Seorang cowok bercelana khaki dan kemeja satin krem menjabat tangan Mora dengan dramatis, perpaduan mengucap selamat sekaligus permintaan maaf. Mora mengingat cowok flamboyan ini sebagai salah satu selebgram teman Oren, sekaligus salah satu brand ambassador perusahaan yang dijalankan tunangannya. Oh, dan dia juga pernah membeli dua lukisan Mora tahun lalu.

"Oh, nggak papa kok... Steve." Mora kesulitan mengingat nama cowok ini. "Thanks ya udah dateng sekarang."

"It's Stefan, Honey." Cowok itu terkekeh setelah mengoreksi Mora, lalu membalik tangan gadis itu untuk memperhatikan cincin yang melingkar di jari manisnya.

"You're a lucky one, dapet jodoh anak tunggal keluarga old money, businessman sukses, blasteran Jepun pula," lanjut Stefan setelah melihat ukuran berlian di cincin Mora.

Mora tersenyum tulus. Hatinya berdesir bahagia setiap kali ada orang yang memuji hubungannya. Bagaimana dia telah membuat keputusan yang tepat. Memilih lelaki yang tepat.

Yang jadi masalah hanyalah lelaki itu tidak tepat waktu hari ini. Sang pangeran belum muncul, padahal acara sudah dimulai setengah jam lalu.

"Wuih... pacaran enam taun lebih, akhirnya tunangan juga ya kalian?"

Satu suara membuat Mora dan Stefan menoleh. Sevi, teman seniman Mora satu departemen saat di kampus dulu, bergabung secara tiba-tiba.

"Enam tahun? Tapi bukannya kalian baru official setahun lalu, or...?" Stefan memiringkan kepala.

"Eh, nggak, nggak." Mora menggeleng cepat. "Sori Sev, kayaknya lo salah ngira."

Sevi mengerutkan kening. "Maksudnya, kamu nggak tunangan sama Syah--"

"Nggak." Mora memotong sebelum nama itu terucap dengan genap.
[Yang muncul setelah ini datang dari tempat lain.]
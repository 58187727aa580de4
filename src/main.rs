use std::collections::VecDeque;
use std::path::PathBuf;

use anyhow::{bail, Result};
use clap::{Parser, Subcommand};
use serde_json::Value;
use tokio::time::{interval, Duration};
use tracing::{info, warn};
use tracing_subscriber::prelude::*;

use pumphouse::series::now_ms;
use pumphouse::{
    CommandState, CommandWriter, Config, SeriesPoint, StateProjector, StatusState, StreamClient,
    Telemetry, WindowedSeries,
};

/// Operator-side telemetry link for the water-supply controller.
#[derive(Parser)]
struct Cli {
    /// Path to the TOML configuration file
    #[arg(short, long, default_value = "pumphouse.toml")]
    config: PathBuf,

    #[command(subcommand)]
    command: Command,
}

#[derive(Subcommand)]
enum Command {
    /// Follow the live controller state and log changes
    Watch,
    /// Write one command value to the controller
    Write {
        /// Command field name, e.g. "enable_P1_cmd"
        name: String,
        /// Value to write: true/false, a number, or a bare string
        value: String,
    },
}

fn setup_tracing() -> Result<()> {
    let registry = tracing_subscriber::registry()
        .with(
            tracing_subscriber::filter::EnvFilter::builder()
                .with_default_directive(tracing_subscriber::filter::LevelFilter::ERROR.into())
                .from_env_lossy()
                .add_directive("pumphouse=INFO".parse()?),
        )
        .with(tracing_subscriber::fmt::layer().with_ansi(true));

    // Journald is there when running as a service; off-box it is not, and
    // that must not stop an interactive session.
    match tracing_journald::layer() {
        Ok(journald) => tracing::subscriber::set_global_default(registry.with(journald))?,
        Err(_) => tracing::subscriber::set_global_default(registry)?,
    }

    Ok(())
}

#[tokio::main]
async fn main() -> Result<()> {
    setup_tracing()?;

    let cli = Cli::parse();
    let config = if cli.config.exists() {
        Config::load(&cli.config)?
    } else {
        info!(path = %cli.config.display(), "No config file, using controller defaults");
        Config::default()
    };

    match cli.command {
        Command::Watch => run_watch(config).await,
        Command::Write { name, value } => run_write(config, name, value).await,
    }
}

async fn run_watch(config: Config) -> Result<()> {
    let projector = StateProjector::new(config.fields.clone());
    let client = StreamClient::connect(config.stream.clone());

    let mut state = client.state();
    let mut connected = client.connected();

    let mut pressure = WindowedSeries::new(config.chart.window_ms);
    let mut after_filter = WindowedSeries::new(config.chart.window_ms);

    let mut telemetry = Telemetry::default();
    let mut commands = CommandState::default();
    let mut statuses = StatusState::default();

    let mut summary = interval(Duration::from_secs(config.chart.summary_interval_secs));
    summary.tick().await;

    info!(addr = %config.stream.addr, "Watching controller state, ^C to stop");

    loop {
        tokio::select! {
            _ = tokio::signal::ctrl_c() => break,

            changed = state.changed() => {
                if changed.is_err() {
                    break;
                }
                let remote = state.borrow_and_update().clone();

                // Both pressure series get the same timestamp per update
                // cycle so chart consumers can align them without a join.
                let now = now_ms();
                pressure.push(remote.number(&config.fields.water_pressure), now);
                after_filter.push(remote.number(&config.fields.pressure_after_filter), now);

                let next = projector.telemetry(&remote);
                if next != telemetry {
                    info!(
                        level = next.water_level,
                        pressure = next.water_pressure,
                        after_filter = next.pressure_after_filter,
                        "Telemetry"
                    );
                    telemetry = next;
                }

                let next_commands = projector.commands(&remote);
                log_flag_changes("Command", &commands, &next_commands);
                commands = next_commands;

                let next_statuses = projector.statuses(&remote);
                log_flag_changes("Status", &statuses, &next_statuses);
                statuses = next_statuses;
            }

            changed = connected.changed() => {
                if changed.is_err() {
                    break;
                }
                if !*connected.borrow_and_update() {
                    warn!("Telemetry link down, controls should be treated as stale");
                }
            }

            _ = summary.tick() => {
                log_window_summary("pressure", pressure.snapshot(), *connected.borrow());
                log_window_summary("after-filter", after_filter.snapshot(), *connected.borrow());
            }
        }
    }

    info!("Shutting down");
    client.teardown().await;

    Ok(())
}

fn log_flag_changes(kind: &str, previous: &CommandState, next: &CommandState) {
    for (name, value) in next {
        if previous.get(name) != Some(value) {
            info!(%name, value, "{kind} flag changed");
        }
    }
}

fn log_window_summary(series: &str, points: &VecDeque<SeriesPoint>, connected: bool) {
    if points.is_empty() {
        return;
    }

    let mut min = f64::INFINITY;
    let mut max = f64::NEG_INFINITY;
    let mut sum = 0.0;
    for p in points {
        min = min.min(p.value);
        max = max.max(p.value);
        sum += p.value;
    }

    info!(
        series,
        connected,
        points = points.len(),
        min,
        max,
        mean = sum / points.len() as f64,
        "Window summary"
    );
}

async fn run_write(config: Config, name: String, value: String) -> Result<()> {
    if !config.fields.is_command(&name) {
        warn!(%name, "Not a command field in the catalog, writing anyway");
    }

    let writer = CommandWriter::new(&config.write)?;
    let status = writer.status();

    writer.write(&name, parse_value(&value)).await;

    let result = match &status.borrow().error {
        None => {
            info!(%name, %value, "Write accepted");
            Ok(())
        }
        Some(error) => bail!("Write of {name} failed: {error}"),
    };
    result
}

/// Booleans and numbers go over the wire typed; anything else is a string.
fn parse_value(raw: &str) -> Value {
    if let Ok(flag) = raw.parse::<bool>() {
        return Value::Bool(flag);
    }
    if let Ok(number) = raw.parse::<i64>() {
        return serde_json::json!(number);
    }
    if let Ok(number) = raw.parse::<f64>() {
        return serde_json::json!(number);
    }
    Value::String(raw.to_string())
}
"Tapi kan dari dulu kalian--"

"Sev." Mora berdeham, tampak semakin tidak nyaman dengan arah percakapan ini. "Lo udah kenal sama Agustinus, belum? Dia yang megang Sugiharto Gallery sekarang."

Mora dengan gesit menarik seseorang lelaki yang berdiri tak jauh dari mereka.

"Gus, hai, kenalin nih temen seniman gue dari jaman kuliahan dulu, Sevia. Dia jago banget bikin lukisan realism. Lo kemarin bilang masih butuh kontributor buat pameran bulan depan, kan?" Mora tersenyum ramah meyakinkan.

Sevi dan Agustinus pun berjabatan tangan dan mulai mengobrol.

Mora menghela napas, puas karena distraksinya berhasil. Dia lantas melayangkan pandangan dan bersitatap dengan Stefan yang sedang menyesap gelas sampanye, lalu mereka bertukar senyum maklum.

Mora pun melangkah menuju meja prasmanan untuk mengambil minum. Dia butuh penyegar dari situasi absurd barusan. Ditambah lagi, orang yang paling ditunggunya hari ini tak kunjung membalas chat yang dikirimnya beberapa kali sejak tadi. Bahkan dibaca pun tidak.

Mora semakin gusar.

Beberapa tamu pesta silih berganti mengajak Mora berbincang, yang dibalas gadis itu dengan minat yang semakin surut.

Tepat sesaat sebelum Mora mengeluarkan ponsel untuk menelepon, tiba-tiba saja riuh tepuk tangan menyita perhatiannya.

Dari dalam rumah, keluarlah seorang pria berkulit cerah dengan mata sipit, membawa kue tar. Lilin kecil berjumlah 24 batang menyala di atas kue, menerangi wajah pria itu yang tersenyum ke arah Mora.

Mora pun tertawa lega. Pangerannya telah tiba.

Di belakang pria itu, berdiri Mama dan Oren yang ikut bertepuk tangan.

Detik berikutnya, riuh lagu "Selamat Ulang Tahun" yang dinyanyikan seluruh penghuni pesta pun mengudara.